Desde março, cerca de 2 mil detentos foram soltos pela Justiça no Estado em razão da pandemia. A Polícia prendeu um advogado de Gravataí, em abril, por conseguir soltar clientes por meio de atestados médicos falsos. Outros três defensores são investigados.
"Acredito que tenha sido um erro a concessão das prisões domiciliares para esses delinquentes com base no argumento de que deveriam ser protegidos por estarem no grupo de risco", declara o delegado Rodrigo Zucco, titular da 2ª DP de São Leopoldo, que mais atua contra o crime organizado no Vale do Sinos por ser especializada em furtos e roubos de veículos. "Não houve pandemia no meio carcerário e agora a polícia vai ter o retrabalho de tentar localizar um indivíduo de altíssima periculosidade, expondo a vida não só dos policiais, como da própria população, que fica sujeita aos crimes por ele praticados, como homicídios, roubos e tráfico." Para Zucco, a fuga de Nenê já era esperada. "Até o Poder Judiciário sabia que ele ia fugir. Com todas essas condenações e processos em andamento, é natural que isso ocorresse".

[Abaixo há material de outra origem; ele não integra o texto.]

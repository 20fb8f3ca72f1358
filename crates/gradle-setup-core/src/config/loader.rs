//! Env loading helpers
//!
//! Blank values count as unset everywhere, so `FOO=` in a shell profile never
//! overrides a default.

use std::env;

/// Trimmed value of `key`, or `None` when unset or blank.
pub fn env_optional(key: &str) -> Option<String> {
    env::var(key)
        .ok()
        .map(|s| s.trim().to_string())
        .filter(|s| !s.is_empty())
}

/// Value of `key`, falling back to `default` when unset or blank.
pub fn env_or<F>(key: &str, default: F) -> String
where
    F: FnOnce() -> String,
{
    env_optional(key).unwrap_or_else(default)
}

/// Boolean flag: 0/false/no/off are false, any other non-blank value is true.
pub fn env_bool(key: &str, default: bool) -> bool {
    match env_optional(key) {
        Some(s) => !matches!(s.to_lowercase().as_str(), "0" | "false" | "no" | "off"),
        None => default,
    }
}
//! gradle-setup: fetch a pinned Gradle distribution, run `gradle wrapper` in a
//! project, and leave nothing behind but the generated wrapper files.

pub mod cli;
pub mod config;
pub mod error;
pub mod interrupt;
pub mod platform;
pub mod provision;

#[cfg(test)]
pub(crate) mod test_support;

pub use config::{ProvisionConfig, RuntimeProbe};
pub use error::ProvisionError;
pub use platform::HostPlatform;
pub use provision::{ProvisionRunner, RunOutcome};
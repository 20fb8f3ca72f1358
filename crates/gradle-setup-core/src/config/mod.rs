//! gradle-setup configuration layer
//!
//! Every environment variable read goes through this module so that the rest
//! of the workspace works with typed config instead of `std::env::var`.
//!
//! - `loader`: env_or, env_optional, env_bool helpers
//! - `schema`: ObservabilityConfig
//! - `env_keys`: key constants

pub mod env_keys;
pub mod loader;
pub mod schema;

pub use loader::{env_bool, env_optional, env_or};
pub use schema::ObservabilityConfig;
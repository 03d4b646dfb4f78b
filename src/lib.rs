#![cfg_attr(docsrs, feature(doc_cfg))]
#![warn(clippy::all)]
#![warn(clippy::pedantic)]
#![allow(clippy::module_name_repetitions)]
#![allow(clippy::must_use_candidate)]
#![allow(clippy::return_self_not_must_use)]
#![allow(clippy::missing_errors_doc)]
#![allow(clippy::missing_panics_doc)]
#![allow(clippy::needless_pass_by_value)]
#![allow(clippy::trivially_copy_pass_by_ref)]
#![allow(clippy::uninlined_format_args)]
#![allow(clippy::doc_markdown)]
//! # schemaregistry - client for Confluent-compatible schema registries
//!
//! Lists subjects and versions, looks schemas up, and checks or registers
//! schema documents against a registry that speaks the
//! `application/vnd.schemaregistry.v1+json` REST contract.
//!
//! ## Quick Start
//!
//! ```rust,no_run
//! use schemaregistry::Client;
//!
//! # #[tokio::main]
//! # async fn main() -> schemaregistry::Result<()> {
//! let client = Client::builder()
//!     .url("http://localhost:8081")
//!     .build()?;
//!
//! let subjects = client.list_subjects().await?;
//!
//! let schema = r#"{"type":"string"}"#;
//! match client.is_registered("orders-value", schema).await? {
//!     Some(record) => println!("registered as id {} version {}", record.id, record.version),
//!     None => {
//!         let id = client.register_new_schema("orders-value", schema).await?;
//!         println!("registered as id {}", id);
//!     }
//! }
//! # Ok(())
//! # }
//! ```
//!
//! ## Transports
//!
//! Every request goes through a [`Transport`]. The default one wraps
//! `reqwest` (feature `reqwest-transport`); any other HTTP stack or a test
//! double can be plugged in with [`ClientBuilder::transport`].

pub mod client;
pub mod config;
pub mod error_codes;
pub mod errors;
pub mod interpreter;
pub mod schema;
pub mod transport;
pub mod validation;

// ---------------------------------------------------------------------------
// Public re-exports
// ---------------------------------------------------------------------------

pub use client::{Client, ClientBuilder};
pub use config::{BasicAuth, ConnectionConfig};
pub use errors::{ResourceError, Result, SchemaRegistryError};
pub use interpreter::{ContentKind, CONTENT_TYPE_JSON, CONTENT_TYPE_SCHEMA_JSON};
pub use schema::Schema;
#[cfg(feature = "reqwest-transport")]
pub use transport::ReqwestTransport;
pub use transport::{DynTransport, Method, Request, Response, Transport};
pub use validation::{check_schema_version_id, VersionId};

Nenê foi apontado como um dos organizadores da escavação de túnel para fuga do Presídio Central de Porto Alegre. Com investimento de milhões, o engenhoso projeto foi posto em prática no segundo semestre de 2016. A ideia era libertar 200 detentos em fevereiro de 2017. O plano foi o principal motivo para a remoção dele para a Penitenciária Federal de Mossoró, no Rio Grande do Norte, na Operação Pulso Firme da Secretaria da Segurança Pública, em julho de 2017, que pretendia isolar lideranças de facções gaúchas. Mas Nenê ficou apenas três meses no nordeste. Em outubro do mesmo ano, a VEC de Porto Alegre mandou trazê-lo de volta, sob argumento de que nao havia provas suficientes do envolvimento dele no plano do túnel.

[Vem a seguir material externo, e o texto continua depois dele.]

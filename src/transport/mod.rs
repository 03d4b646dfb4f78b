#[cfg(feature = "reqwest-transport")]
pub(crate) mod http;

#[cfg(feature = "reqwest-transport")]
pub use self::http::ReqwestTransport;

use std::fmt::{self, Debug};
use std::future::Future;
use std::pin::Pin;
use std::sync::Arc;

/// HTTP method for transport requests.
#[derive(Debug, Clone, Copy, PartialEq, Eq)]
pub enum Method {
    Get,
    Post,
    Delete,
}

impl Method {
    /// The method name as it appears on the wire.
    pub fn as_str(&self) -> &'static str {
        match self {
            Method::Get => "GET",
            Method::Post => "POST",
            Method::Delete => "DELETE",
        }
    }
}

impl fmt::Display for Method {
    fn fmt(&self, f: &mut fmt::Formatter<'_>) -> fmt::Result {
        f.write_str(self.as_str())
    }
}

/// A fully formed HTTP request, ready to be executed.
#[derive(Debug, Clone, PartialEq, Eq)]
pub struct Request {
    pub method: Method,
    /// Absolute URL: the client's base URL followed by `path`.
    pub url: String,
    /// Operation path relative to the base URL (e.g., `/subjects`).
    pub path: String,
    pub headers: Vec<(String, String)>,
    pub body: Option<Vec<u8>>,
}

impl Request {
    /// Returns the first header with the given name (case-insensitive).
    pub fn header(&self, name: &str) -> Option<&str> {
        find_header(&self.headers, name)
    }
}

/// A complete HTTP response with its body fully read.
#[derive(Debug, Clone, PartialEq, Eq)]
pub struct Response {
    pub status: u16,
    pub headers: Vec<(String, String)>,
    pub body: Vec<u8>,
}

impl Response {
    /// Create an empty response with the given status.
    pub fn new(status: u16) -> Self {
        Self {
            status,
            headers: Vec::new(),
            body: Vec::new(),
        }
    }

    /// Add a header.
    pub fn header(mut self, name: impl Into<String>, value: impl Into<String>) -> Self {
        self.headers.push((name.into(), value.into()));
        self
    }

    /// Set the `Content-Type` header.
    pub fn content_type(self, value: impl Into<String>) -> Self {
        self.header("Content-Type", value)
    }

    /// Set the body.
    pub fn body(mut self, body: impl Into<Vec<u8>>) -> Self {
        self.body = body.into();
        self
    }

    /// Returns the first header with the given name (case-insensitive).
    pub fn header_value(&self, name: &str) -> Option<&str> {
        find_header(&self.headers, name)
    }

    /// Returns `true` for 2xx statuses.
    pub fn is_success(&self) -> bool {
        (200..300).contains(&self.status)
    }
}

fn find_header<'a>(headers: &'a [(String, String)], name: &str) -> Option<&'a str> {
    headers
        .iter()
        .find(|(k, _)| k.eq_ignore_ascii_case(name))
        .map(|(_, v)| v.as_str())
}

/// The HTTP executor the client is built on.
///
/// This trait is object-safe and uses `Pin<Box<dyn Future>>` for async support.
/// The default implementation uses reqwest (enabled via the `reqwest-transport` feature).
///
/// Implementations execute exactly one request and either return the
/// response, whatever its status, or fail with
/// [`SchemaRegistryError::Transport`](crate::SchemaRegistryError::Transport)
/// when no response could be obtained. They must not retry and must not
/// interpret registry semantics.
///
/// # Example
///
/// ```rust,no_run
/// use schemaregistry::transport::{Request, Response, Transport};
/// use std::pin::Pin;
///
/// #[derive(Debug)]
/// struct EmptyRegistry;
///
/// impl Transport for EmptyRegistry {
///     fn execute(
///         &self,
///         _request: Request,
///     ) -> Pin<Box<dyn std::future::Future<Output = schemaregistry::Result<Response>> + Send + '_>> {
///         Box::pin(async move {
///             Ok(Response::new(200)
///                 .content_type("application/vnd.schemaregistry.v1+json")
///                 .body("[]"))
///         })
///     }
/// }
/// ```
pub trait Transport: Send + Sync + Debug {
    /// Execute one request and return its response.
    fn execute(
        &self,
        request: Request,
    ) -> Pin<Box<dyn Future<Output = crate::Result<Response>> + Send + '_>>;
}

/// A cloneable, type-erased transport handle.
pub type DynTransport = Arc<dyn Transport>;

#[cfg(test)]
mod tests {
    use super::*;

    #[test]
    fn header_lookup_is_case_insensitive() {
        let resp = Response::new(200).content_type("application/json");
        assert_eq!(resp.header_value("content-type"), Some("application/json"));
        assert_eq!(resp.header_value("CONTENT-TYPE"), Some("application/json"));
        assert_eq!(resp.header_value("accept"), None);
    }

    #[test]
    fn success_range() {
        assert!(Response::new(200).is_success());
        assert!(Response::new(204).is_success());
        assert!(!Response::new(199).is_success());
        assert!(!Response::new(300).is_success());
        assert!(!Response::new(404).is_success());
    }

    #[test]
    fn method_names() {
        assert_eq!(Method::Get.to_string(), "GET");
        assert_eq!(Method::Post.as_str(), "POST");
        assert_eq!(Method::Delete.as_str(), "DELETE");
    }
}
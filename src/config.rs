use std::collections::HashMap;
use std::fmt;
use std::time::Duration;

/// Connection settings for a [`Client`](crate::Client).
///
/// # Example
///
/// ```rust
/// use schemaregistry::ConnectionConfig;
///
/// let config = ConnectionConfig::new("http://localhost:8081")
///     .basic_auth("api-key", Some("api-secret"))
///     .header("X-Tenant-Id", "tenant-42")
///     .timeout(std::time::Duration::from_secs(10));
///
/// let client = schemaregistry::Client::builder()
///     .connection(config)
///     .build()
///     .unwrap();
/// ```
#[derive(Debug, Clone)]
pub struct ConnectionConfig {
    /// Registry base URL. `http://` is assumed when no scheme is given.
    pub url: String,
    /// Custom HTTP headers sent with every request.
    pub headers: HashMap<String, String>,
    /// HTTP basic-auth credentials.
    pub basic_auth: Option<BasicAuth>,
    /// Request timeout. Unset means the HTTP client's default.
    pub timeout: Option<Duration>,
}

impl ConnectionConfig {
    /// Create a new connection config with the given registry URL.
    pub fn new(url: impl Into<String>) -> Self {
        Self {
            url: url.into(),
            headers: HashMap::new(),
            basic_auth: None,
            timeout: None,
        }
    }

    /// Set HTTP basic-auth credentials.
    pub fn basic_auth(mut self, username: impl Into<String>, password: Option<&str>) -> Self {
        self.basic_auth = Some(BasicAuth {
            username: username.into(),
            password: password.map(str::to_string),
        });
        self
    }

    /// Add a custom HTTP header.
    pub fn header(mut self, key: impl Into<String>, value: impl Into<String>) -> Self {
        self.headers.insert(key.into(), value.into());
        self
    }

    /// Set the request timeout.
    pub fn timeout(mut self, timeout: Duration) -> Self {
        self.timeout = Some(timeout);
        self
    }
}

/// HTTP basic-auth credentials.
#[derive(Clone, PartialEq, Eq)]
pub struct BasicAuth {
    pub username: String,
    pub password: Option<String>,
}

impl fmt::Debug for BasicAuth {
    fn fmt(&self, f: &mut fmt::Formatter<'_>) -> fmt::Result {
        f.debug_struct("BasicAuth")
            .field("username", &self.username)
            .field("password", &self.password.as_ref().map(|_| "***"))
            .finish()
    }
}

/// Normalize a registry base URL: trim whitespace and trailing slashes, and
/// default the scheme to `http`.
pub(crate) fn normalize_base_url(url: &str) -> Option<String> {
    let url = url.trim().trim_end_matches('/');
    if url.is_empty() {
        return None;
    }
    if url.contains("://") {
        Some(url.to_string())
    } else {
        Some(format!("http://{}", url))
    }
}
use schemaregistry::error_codes;
use schemaregistry::{ResourceError, SchemaRegistryError};

// ---------------------------------------------------------------------------
// SchemaRegistryError variant tests
// ---------------------------------------------------------------------------

#[test]
fn test_registry_error_display() {
    let err = SchemaRegistryError::from(ResourceError::new(50103, "wrong content type"));
    assert_eq!(
        err.to_string(),
        "client: (: ) failed with error code 50103 wrong content type"
    );
}

#[test]
fn test_registry_error_display_with_context() {
    let err = SchemaRegistryError::from(
        ResourceError::new(40403, "Schema not found").with_context("POST", "/subjects/mysubject"),
    );
    assert_eq!(
        err.to_string(),
        "client: (POST: /subjects/mysubject) failed with error code 40403 Schema not found"
    );
}

#[test]
fn test_transport_display() {
    let err = SchemaRegistryError::Transport("connection refused".into());
    assert_eq!(err.to_string(), "transport error: connection refused");
    assert_eq!(err.error_code(), None);
}

#[test]
fn test_decode_display() {
    let err = SchemaRegistryError::Decode("missing field `id`".into());
    assert_eq!(err.to_string(), "decode error: missing field `id`");
}

#[test]
fn test_unexpected_response_display() {
    let err = SchemaRegistryError::UnexpectedResponse {
        status: 502,
        content_type: "text/html".into(),
    };
    assert_eq!(
        err.to_string(),
        "client: unexpected response with status 502 and content type 'text/html'"
    );
}

#[test]
fn test_invalid_version_display() {
    let err = SchemaRegistryError::InvalidVersion(0);
    assert_eq!(
        err.to_string(),
        "client: 0 is not a valid value for the version id [version id > 0 && version id <= 2^31-1]"
    );
}

#[test]
fn test_builder_display() {
    let err = SchemaRegistryError::Builder("url is required".into());
    assert_eq!(err.to_string(), "builder error: url is required");
}

#[test]
fn test_from_serde_json_error() {
    let json_err = serde_json::from_str::<Vec<i32>>("not json").unwrap_err();
    let err = SchemaRegistryError::from(json_err);
    assert!(matches!(err, SchemaRegistryError::Decode(_)));
}

// ---------------------------------------------------------------------------
// ResourceError tests
// ---------------------------------------------------------------------------

#[test]
fn test_resource_error_predicates() {
    assert!(ResourceError::new(40401, "").is_subject_not_found());
    assert!(ResourceError::new(40402, "").is_version_not_found());
    assert!(ResourceError::new(40403, "").is_schema_not_found());
    assert!(!ResourceError::new(40401, "").is_schema_not_found());
}

#[test]
fn test_resource_error_code_preserved() {
    let err = ResourceError::new(99999, "custom").with_status(418);
    assert_eq!(err.code(), 99999);
    assert_eq!(err.http_status, 418);
    assert!(err.catalog_entry().is_none());
}

#[test]
fn test_resource_error_catalog_entry() {
    let err = ResourceError::new(42201, "Invalid schema");
    assert_eq!(err.catalog_entry(), Some(&error_codes::INVALID_SCHEMA));
}
//! Local checks on identifiers, run before a request is built.

use crate::errors::SchemaRegistryError;
use std::fmt;

/// Largest version id the registry accepts (it stores versions as 32-bit
/// signed integers).
pub const MAX_VERSION_ID: i64 = i32::MAX as i64;

/// Path token addressing the most recent version of a subject.
pub const LATEST_VERSION: &str = "latest";

/// Check that `id` is a valid schema version id: `1..=2^31-1`.
///
/// This only catches programmer errors; whether the version exists is for
/// the registry to say.
pub fn check_schema_version_id(id: i64) -> crate::Result<()> {
    if id <= 0 || id > MAX_VERSION_ID {
        return Err(SchemaRegistryError::InvalidVersion(id));
    }
    Ok(())
}

/// Check that a subject is non-empty.
pub fn check_subject(subject: &str) -> crate::Result<()> {
    if subject.is_empty() {
        return Err(SchemaRegistryError::InvalidSubject);
    }
    Ok(())
}

/// A version reference within a subject.
#[derive(Debug, Clone, Copy, PartialEq, Eq)]
pub enum VersionId {
    /// A concrete version number.
    Number(i64),
    /// The most recent version.
    Latest,
}

impl VersionId {
    /// Validate the reference. `Latest` is always valid.
    pub fn check(&self) -> crate::Result<()> {
        match *self {
            VersionId::Number(id) => check_schema_version_id(id),
            VersionId::Latest => Ok(()),
        }
    }
}

impl fmt::Display for VersionId {
    fn fmt(&self, f: &mut fmt::Formatter<'_>) -> fmt::Result {
        match self {
            VersionId::Number(id) => write!(f, "{}", id),
            VersionId::Latest => f.write_str(LATEST_VERSION),
        }
    }
}

impl From<i32> for VersionId {
    fn from(id: i32) -> Self {
        VersionId::Number(i64::from(id))
    }
}

impl From<i64> for VersionId {
    fn from(id: i64) -> Self {
        VersionId::Number(id)
    }
}

#[cfg(test)]
mod tests {
    use super::*;

    #[test]
    fn accepts_smallest_version() {
        assert!(check_schema_version_id(1).is_ok());
        assert!(check_schema_version_id(29).is_ok());
        assert!(check_schema_version_id(MAX_VERSION_ID).is_ok());
    }

    #[test]
    fn rejects_zero_and_negative() {
        assert!(matches!(
            check_schema_version_id(0),
            Err(SchemaRegistryError::InvalidVersion(0))
        ));
        assert!(check_schema_version_id(-1).is_err());
        assert!(check_schema_version_id(i64::MIN).is_err());
    }

    #[test]
    fn rejects_above_ceiling() {
        assert!(check_schema_version_id(MAX_VERSION_ID + 1).is_err());
    }

    #[test]
    fn version_id_display() {
        assert_eq!(VersionId::from(3).to_string(), "3");
        assert_eq!(VersionId::Latest.to_string(), "latest");
    }

    #[test]
    fn version_id_check() {
        assert!(VersionId::Latest.check().is_ok());
        assert!(VersionId::Number(0).check().is_err());
    }

    #[test]
    fn empty_subject_rejected() {
        assert!(matches!(check_subject(""), Err(SchemaRegistryError::InvalidSubject)));
        assert!(check_subject("orders-value").is_ok());
    }
}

Não é o primeiro trauma relacionado à segurança pública que abala o luxuoso condomínio de Estância Velha. Moradores foram surpreendidos, às 7 horas de 21 de maio do ano passado, por viaturas da Polícia Federal que cumpriam dois mandados de prisão e um de busca e apreensão. Era a deflagração da Operação Egypto, que desbaratou fraudes financeiras milionárias da empresa InDeal, de Novo Hamburgo. O alvo no clube residencial era um dos sócios, Francisco Daniel Lima de Freitas, 46, que foi preso com a esposa na casa que havia comprado há poucos meses. Não é a mesma alugada por Nenê.